A Newsweek reporter’s disclosure of the identity of a source had been an abuse of the reporter’s privilege and an unlawful violation of the source’s personal interests: the right to anonymity and secrecy of correspondence, the Court of Appeal in Warsaw ruled in a judgment made on 1 February 2018.

In the verbal justification of the judgment, the Court emphasised that the reporter’s privilege was primarily designed as a measure protecting the relationship between a journalist and their sources of information, which must be based on trust as such a relationship is an important element of the media awareness of the current situation. Given the above, journalists are not only entitled, but also obliged to protect the identity of their informants.

Source’s data disclosed to their employer

In 2010, M. provided a journalist with materials on the wrongdoings which were allegedly taking place at his work establishment. Apart from his phone number, the informant did not disclose any of his personal data to the reporter. The journalist decided to contact the spokesperson of the company in which M. was employed, in order to verify the obtained information. As soon as he learned about this, M. stopped feeding the reporter with information refused to consent to the publication of the previously provided materials.

Shortly afterwards, the journalist found out that a letter with questions about the alleged irregularities had been sent to the board of the company. He did not write the letter but the document was signed with his name. The journalist felt deceived and decided to reveal to the employer the phone number reportedly used by the informant to make contact. He also forwarded an email received from M. Based on this obvious lead, M.’s identity has been exposed, which led to his dismissal from work.

Regional Court: no explicit stipulation of anonymity

The first instance court has dismissed the informant’s claims, invoking the claimant’s failure to explicitly require the reporter to maintain his anonymity as a source. The court also held that M. had acted in bad faith and referred to the journalist’s allegations of the informant having misrepresented him as the author of the letter. This, according to the court, entitled the journalist to “disclose any information related to the case in order to explain the situation.”

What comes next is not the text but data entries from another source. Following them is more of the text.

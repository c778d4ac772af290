//! Complex sample fields with toroidal indexing.
//!
//! A [`ComplexField`] is a flat `width * height` buffer of [`Complex32`]
//! addressed through [`circular_index`]: signed coordinates wrap around both
//! axes, so a kernel centered on `(0, 0)` lands its peak on offset 0 and the
//! negative half of its support lands at the far edges. Kernel construction
//! and image population both go through the same mapping, which keeps the
//! two aligned in phase.

use crate::{OpsError, OpsResult};
use rustfft::num_complex::Complex32;

/// Maps a signed coordinate to a linear offset with wraparound.
///
/// `((x mod width) + (y mod height) * width)` using Euclidean remainder, so
/// any magnitude is accepted. `circular_index(0, 0, ..)` is always 0.
///
/// ```rust
/// use fblur_ops::field::circular_index;
///
/// assert_eq!(circular_index(0, 0, 8, 4), 0);
/// assert_eq!(circular_index(-1, 0, 8, 4), 7);
/// assert_eq!(circular_index(0, -1, 8, 4), 24);
/// assert_eq!(circular_index(9, 5, 8, 4), 9);
/// ```
#[inline]
pub fn circular_index(x: isize, y: isize, width: usize, height: usize) -> usize {
    let wx = x.rem_euclid(width as isize) as usize;
    let wy = y.rem_euclid(height as isize) as usize;
    wx + wy * width
}

/// Flat buffer of complex samples with wraparound 2D indexing.
///
/// The buffer is allocated once and never resized; transform plans rely on
/// its length staying fixed.
#[derive(Debug, Clone)]
pub struct ComplexField {
    data: Vec<Complex32>,
    width: usize,
    height: usize,
}

impl ComplexField {
    /// Allocates a zeroed field.
    ///
    /// # Errors
    ///
    /// [`OpsError::InvalidDimensions`] for zero or overflowing sizes,
    /// [`OpsError::AllocationFailed`] if the buffer cannot be reserved.
    pub fn new(width: usize, height: usize) -> OpsResult<Self> {
        let len = Self::check_size(width, height)?;

        let mut data = Vec::new();
        data.try_reserve_exact(len)
            .map_err(|e| OpsError::AllocationFailed {
                requested: len,
                reason: e.to_string(),
            })?;
        data.resize(len, Complex32::new(0.0, 0.0));

        Ok(Self {
            data,
            width,
            height,
        })
    }

    /// Validates a field size and returns its sample count.
    pub fn check_size(width: usize, height: usize) -> OpsResult<usize> {
        if width == 0 || height == 0 {
            return Err(OpsError::InvalidDimensions(format!(
                "field {}x{} has zero area",
                width, height
            )));
        }
        width
            .checked_mul(height)
            .filter(|&n| n <= isize::MAX as usize / std::mem::size_of::<Complex32>())
            .ok_or_else(|| {
                OpsError::InvalidDimensions(format!("field {}x{} overflows", width, height))
            })
    }

    /// Field width.
    #[inline]
    pub fn width(&self) -> usize {
        self.width
    }

    /// Field height.
    #[inline]
    pub fn height(&self) -> usize {
        self.height
    }

    /// Number of samples (`width * height`).
    #[inline]
    pub fn len(&self) -> usize {
        self.data.len()
    }

    /// Always `false`; fields have non-zero area.
    #[inline]
    pub fn is_empty(&self) -> bool {
        self.data.is_empty()
    }

    /// Linear offset of a signed, wrapped coordinate.
    #[inline]
    pub fn index(&self, x: isize, y: isize) -> usize {
        circular_index(x, y, self.width, self.height)
    }

    /// Sample at a signed, wrapped coordinate.
    #[inline]
    pub fn get(&self, x: isize, y: isize) -> Complex32 {
        self.data[self.index(x, y)]
    }

    /// Mutable sample at a signed, wrapped coordinate.
    #[inline]
    pub fn at_mut(&mut self, x: isize, y: isize) -> &mut Complex32 {
        let i = self.index(x, y);
        &mut self.data[i]
    }

    /// Zeroes real and imaginary parts of every sample.
    pub fn clear(&mut self) {
        self.data.fill(Complex32::new(0.0, 0.0));
    }

    /// Samples in row-major order.
    #[inline]
    pub fn as_slice(&self) -> &[Complex32] {
        &self.data
    }

    /// Mutable samples in row-major order.
    #[inline]
    pub fn as_mut_slice(&mut self) -> &mut [Complex32] {
        &mut self.data
    }

    /// Sum of the real parts, accumulated in `f64`.
    pub fn real_sum(&self) -> f64 {
        self.data.iter().map(|c| c.re as f64).sum()
    }
}

#[cfg(test)]
mod tests {
    use super::*;

    #[test]
    fn test_origin_maps_to_first_sample() {
        for (w, h) in [(1, 1), (5, 3), (64, 64), (264, 200)] {
            assert_eq!(circular_index(0, 0, w, h), 0);
        }
    }

    #[test]
    fn test_wraparound() {
        let (w, h) = (10, 6);
        assert_eq!(circular_index(-1, -1, w, h), 9 + 5 * 10);
        assert_eq!(circular_index(10, 6, w, h), 0);
        assert_eq!(circular_index(-25, 13, w, h), 5 + 10);
        assert_eq!(circular_index(3, 2, w, h), 23);
    }

    #[test]
    fn test_field_indexing() {
        let mut field = ComplexField::new(4, 3).unwrap();
        field.at_mut(-1, -1).re = 2.5;
        assert_eq!(field.as_slice()[11].re, 2.5);
        assert_eq!(field.get(3, 2).re, 2.5);
        assert_eq!(field.real_sum(), 2.5);

        field.clear();
        assert!(field.as_slice().iter().all(|c| c.re == 0.0 && c.im == 0.0));
    }

    #[test]
    fn test_zero_area_rejected() {
        assert!(matches!(
            ComplexField::new(0, 8),
            Err(OpsError::InvalidDimensions(_))
        ));
    }

    #[test]
    fn test_overflow_rejected() {
        assert!(ComplexField::new(usize::MAX, 2).is_err());
    }
}
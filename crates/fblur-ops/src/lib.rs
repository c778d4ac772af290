//! # fblur-ops
//!
//! Image blur by frequency-domain convolution.
//!
//! The image and a spatial kernel are transformed with a 2D discrete
//! Fourier transform, multiplied sample by sample and transformed back.
//! For wide kernels this is far cheaper than direct convolution.
//!
//! # Modules
//!
//! - [`field`] - complex sample buffers with wraparound indexing
//! - [`border`] - canvas padding by mirrored edges
//! - [`kernel`] - Gaussian and fixed-table kernel construction
//! - [`engine`] - three fields with their precomputed 2D plans
//! - [`pipeline`] - the per-channel convolution
//!
//! # Example
//!
//! ```rust,ignore
//! use fblur_ops::{ConvolutionPipeline, KernelSpec, PipelineConfig};
//!
//! let spec = KernelSpec::gaussian(10.0)?;
//! let mut pipeline = ConvolutionPipeline::initialize(w, h, PipelineConfig::for_kernel(&spec))?;
//!
//! // once per slider step
//! pipeline.compute(&source, &mut blurred, &spec)?;
//!
//! pipeline.shutdown();
//! ```

#![warn(missing_docs)]
#![warn(rustdoc::missing_crate_level_docs)]

mod error;
pub mod border;
pub mod engine;
pub mod field;
pub mod kernel;
pub mod pipeline;

pub use border::{BorderMap, BorderPolicy, DEFAULT_BORDER};
pub use engine::{EngineConfig, PlanEffort, TransformEngine};
pub use error::{OpsError, OpsResult};
pub use field::ComplexField;
pub use kernel::{KernelSpec, WeightTable, SIGMA_MAX, SIGMA_MIN};
pub use pipeline::{blur_image, ConvolutionPipeline, PipelineConfig};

Court of Appeal: clear abuse of reporter’s privilege

The Court of Appeal rejected the reasoning of the regional court and ruled that the journalist’s disclosure of M.’s phone number and the email to the employer had been a clear abuse of the reporter’s privilege.

Since the informant had chosen not to reveal his name, argued the second instance court, it is difficult to contend that he had not required remaining anonymous since the intent to stipulate one’s anonymity can be expressed implicitly.

The Court of Appeal also concluded that the fact that somebody posed as the journalist in the letter to M.’s employer was no justification for a breach of the reporter’s privilege.

HFHR’s amicus curiae opinion

The Helsinki Foundation has been monitoring the case since 2013. Three years later, we submitted our amicus curiae opinion to the second instance court. The opinion argued that journalists may not unilaterally decide not to be bound by the reporter’s privilege, even if information received from a source does not appear in a publication. Without ensuring appropriate protection for informants, the press is unable to properly perform the function of a public watchdog.